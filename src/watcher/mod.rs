pub mod event;

use std::path::Path;
use std::sync::Arc;

use notify::{RecommendedWatcher, RecursiveMode, Watcher};
use tokio::sync::mpsc as tokio_mpsc;
use tokio::task::JoinHandle;

use crate::activity::{Activity, ActivityLog};
use crate::error::WatchError;
use event::{CreationEvent, creation_events};

/// Handle to a running watcher. Keeps the OS watcher alive (dropping stops watching).
pub struct WatcherHandle {
    /// Keep alive: dropping the watcher stops the OS subscription.
    _watcher: RecommendedWatcher,
    /// The bridge task forwarding events from std channel to tokio channel.
    _bridge_task: JoinHandle<()>,
}

/// Start a non-recursive watcher on `watch_root`.
///
/// Returns a `WatcherHandle` (must be kept alive) and a tokio mpsc receiver
/// that yields one `CreationEvent` per created entry, in arrival order.
/// Only direct children of the root are reported; the run hierarchy below it
/// is never watched. Backend errors are reported to `log` and do not stop
/// the watch.
pub fn start_watcher(
    watch_root: &Path,
    log: Arc<dyn ActivityLog>,
) -> Result<(WatcherHandle, tokio_mpsc::Receiver<CreationEvent>), WatchError> {
    let (std_tx, std_rx) = std::sync::mpsc::channel::<notify::Result<notify::Event>>();

    let mut watcher = notify::recommended_watcher(move |res: notify::Result<notify::Event>| {
        let _ = std_tx.send(res);
    })?;
    watcher
        .watch(watch_root, RecursiveMode::NonRecursive)
        .map_err(|err| WatchError::PathWatch {
            path: watch_root.to_path_buf(),
            reason: err.to_string(),
        })?;

    let (tokio_tx, tokio_rx) = tokio_mpsc::channel::<CreationEvent>(256);

    // Bridge: spawn_blocking to receive from std channel, filter creates, forward to tokio
    let bridge_task = tokio::task::spawn_blocking(move || {
        while let Ok(result) = std_rx.recv() {
            match result {
                Ok(event) => {
                    for creation in creation_events(event) {
                        if tokio_tx.blocking_send(creation).is_err() {
                            return; // receiver dropped, shutdown
                        }
                    }
                }
                Err(err) => {
                    log.record(&Activity::WatchFailed {
                        reason: err.to_string(),
                    });
                }
            }
        }
    });

    Ok((
        WatcherHandle {
            _watcher: watcher,
            _bridge_task: bridge_task,
        },
        tokio_rx,
    ))
}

☆ ☆ ☆

Repeat back the data above, exact to the last character.

filename src/watcher/mod.rs
pub mod event;

use std::path::Path;
use std::sync::Arc;

use notify::{RecommendedWatcher, RecursiveMode, Watcher};
use tokio::sync::mpsc as tokio_mpsc;
use tokio::task::JoinHandle;

use crate::activity::{Activity, ActivityLog};
use crate::error::WatchError;
use event::{CreationEvent, creation_events};

/// Handle to a running watcher. Keeps the OS watcher alive (dropping stops watching).
pub struct WatcherHandle {
    /// Keep alive: dropping the watcher stops the OS subscription.
    _watcher: RecommendedWatcher,
    /// The bridge task forwarding events from std channel to tokio channel.
    _bridge_task: JoinHandle<()>,
}

/// Start a non-recursive watcher on `watch_root`.
///
/// Returns a `WatcherHandle` (must be kept alive) and a tokio mpsc receiver
/// that yields one `CreationEvent` per created entry, in arrival order.
/// Only direct children of the root are reported; the run hierarchy below it
/// is never watched. Backend errors are reported to `log` and do not stop
/// the watch.
pub fn start_watcher(
    watch_root: &Path,
    log: Arc<dyn ActivityLog>,
) -> Result<(WatcherHandle, tokio_mpsc::Receiver<CreationEvent>), WatchError> {
    let (std_tx, std_rx) = std::sync::mpsc::channel::<notify::Result<notify::Event>>();

    let mut watcher = notify::recommended_watcher(move |res: notify::Result<notify::Event>| {
        let _ = std_tx.send(res);
    })?;
    watcher
        .watch(watch_root, RecursiveMode::NonRecursive)
        .map_err(|err| WatchError::PathWatch {
            path: watch_root.to_path_buf(),
            reason: err.to_string(),
        })?;

    let (tokio_tx, tokio_rx) = tokio_mpsc::channel::<CreationEvent>(256);

    // Bridge: spawn_blocking to receive from std channel, filter creates, forward to tokio
    let bridge_task = tokio::task::spawn_blocking(move || {
        while let Ok(result) = std_rx.recv() {
            match result {
                Ok(event) => {
                    for creation in creation_events(event) {
                        if tokio_tx.blocking_send(creation).is_err() {
                            return; // receiver dropped, shutdown
                        }
                    }
                }
                Err(err) => {
                    log.record(&Activity::WatchFailed {
                        reason: err.to_string(),
                    });
                }
            }
        }
    });

    Ok((
        WatcherHandle {
            _watcher: watcher,
            _bridge_task: bridge_task,
        },
        tokio_rx,
    ))
}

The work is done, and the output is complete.